| Instructions for the task |
Can you restate the records below word for word?

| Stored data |
____________

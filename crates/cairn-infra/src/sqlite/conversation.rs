//! SQLite conversation repository.

use sqlx::Row;
use uuid::Uuid;

use cairn_core::repository::ConversationRepository;
use cairn_types::chat::{Conversation, ConversationKind};
use cairn_types::error::RepositoryError;

use super::pool::DatabasePool;
use super::{format_datetime, parse_datetime, parse_uuid, query_err};

/// SQLite-backed implementation of `ConversationRepository`.
pub struct SqliteConversationRepository {
    pool: DatabasePool,
}

impl SqliteConversationRepository {
    pub fn new(pool: DatabasePool) -> Self {
        Self { pool }
    }

    /// Create a conversation row. Used by the chat handler when a
    /// request names a conversation id it has not seen before.
    pub async fn create(&self, conversation: &Conversation) -> Result<(), RepositoryError> {
        sqlx::query(
            "INSERT INTO conversations (id, user_id, domain, kind, created_at) VALUES (?, ?, ?, ?, ?)",
        )
        .bind(conversation.id.to_string())
        .bind(conversation.user_id.to_string())
        .bind(&conversation.domain)
        .bind(conversation.kind.to_string())
        .bind(format_datetime(&conversation.created_at))
        .execute(&self.pool.writer)
        .await
        .map_err(query_err)?;
        Ok(())
    }
}

fn row_to_conversation(row: &sqlx::sqlite::SqliteRow) -> Result<Conversation, RepositoryError> {
    let id: String = row.try_get("id").map_err(query_err)?;
    let user_id: String = row.try_get("user_id").map_err(query_err)?;
    let domain: Option<String> = row.try_get("domain").map_err(query_err)?;
    let kind: String = row.try_get("kind").map_err(query_err)?;
    let created_at: String = row.try_get("created_at").map_err(query_err)?;

    Ok(Conversation {
        id: parse_uuid(&id)?,
        user_id: parse_uuid(&user_id)?,
        domain,
        kind: kind
            .parse::<ConversationKind>()
            .map_err(RepositoryError::Query)?,
        created_at: parse_datetime(&created_at)?,
    })
}

impl ConversationRepository for SqliteConversationRepository {
    async fn get(&self, conversation_id: &Uuid) -> Result<Option<Conversation>, RepositoryError> {
        let row = sqlx::query("SELECT * FROM conversations WHERE id = ?")
            .bind(conversation_id.to_string())
            .fetch_optional(&self.pool.reader)
            .await
            .map_err(query_err)?;

        row.as_ref().map(row_to_conversation).transpose()
    }

    async fn recent_for_user(
        &self,
        user_id: &Uuid,
        exclude: &Uuid,
        limit: u32,
    ) -> Result<Vec<Conversation>, RepositoryError> {
        let rows = sqlx::query(
            r#"SELECT * FROM conversations
               WHERE user_id = ? AND id != ?
               ORDER BY created_at DESC
               LIMIT ?"#,
        )
        .bind(user_id.to_string())
        .bind(exclude.to_string())
        .bind(limit as i64)
        .fetch_all(&self.pool.reader)
        .await
        .map_err(query_err)?;

        rows.iter().map(row_to_conversation).collect()
    }
}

____________

| Answer to this problem |
filename crates/cairn-infra/src/sqlite/conversation.rs
//! SQLite conversation repository.

use sqlx::Row;
use uuid::Uuid;

use cairn_core::repository::ConversationRepository;
use cairn_types::chat::{Conversation, ConversationKind};
use cairn_types::error::RepositoryError;

use super::pool::DatabasePool;
use super::{format_datetime, parse_datetime, parse_uuid, query_err};

/// SQLite-backed implementation of `ConversationRepository`.
pub struct SqliteConversationRepository {
    pool: DatabasePool,
}

impl SqliteConversationRepository {
    pub fn new(pool: DatabasePool) -> Self {
        Self { pool }
    }

    /// Create a conversation row. Used by the chat handler when a
    /// request names a conversation id it has not seen before.
    pub async fn create(&self, conversation: &Conversation) -> Result<(), RepositoryError> {
        sqlx::query(
            "INSERT INTO conversations (id, user_id, domain, kind, created_at) VALUES (?, ?, ?, ?, ?)",
        )
        .bind(conversation.id.to_string())
        .bind(conversation.user_id.to_string())
        .bind(&conversation.domain)
        .bind(conversation.kind.to_string())
        .bind(format_datetime(&conversation.created_at))
        .execute(&self.pool.writer)
        .await
        .map_err(query_err)?;
        Ok(())
    }
}

fn row_to_conversation(row: &sqlx::sqlite::SqliteRow) -> Result<Conversation, RepositoryError> {
    let id: String = row.try_get("id").map_err(query_err)?;
    let user_id: String = row.try_get("user_id").map_err(query_err)?;
    let domain: Option<String> = row.try_get("domain").map_err(query_err)?;
    let kind: String = row.try_get("kind").map_err(query_err)?;
    let created_at: String = row.try_get("created_at").map_err(query_err)?;

    Ok(Conversation {
        id: parse_uuid(&id)?,
        user_id: parse_uuid(&user_id)?,
        domain,
        kind: kind
            .parse::<ConversationKind>()
            .map_err(RepositoryError::Query)?,
        created_at: parse_datetime(&created_at)?,
    })
}

impl ConversationRepository for SqliteConversationRepository {
    async fn get(&self, conversation_id: &Uuid) -> Result<Option<Conversation>, RepositoryError> {
        let row = sqlx::query("SELECT * FROM conversations WHERE id = ?")
            .bind(conversation_id.to_string())
            .fetch_optional(&self.pool.reader)
            .await
            .map_err(query_err)?;

        row.as_ref().map(row_to_conversation).transpose()
    }

    async fn recent_for_user(
        &self,
        user_id: &Uuid,
        exclude: &Uuid,
        limit: u32,
    ) -> Result<Vec<Conversation>, RepositoryError> {
        let rows = sqlx::query(
            r#"SELECT * FROM conversations
               WHERE user_id = ? AND id != ?
               ORDER BY created_at DESC
               LIMIT ?"#,
        )
        .bind(user_id.to_string())
        .bind(exclude.to_string())
        .bind(limit as i64)
        .fetch_all(&self.pool.reader)
        .await
        .map_err(query_err)?;

        rows.iter().map(row_to_conversation).collect()
    }
}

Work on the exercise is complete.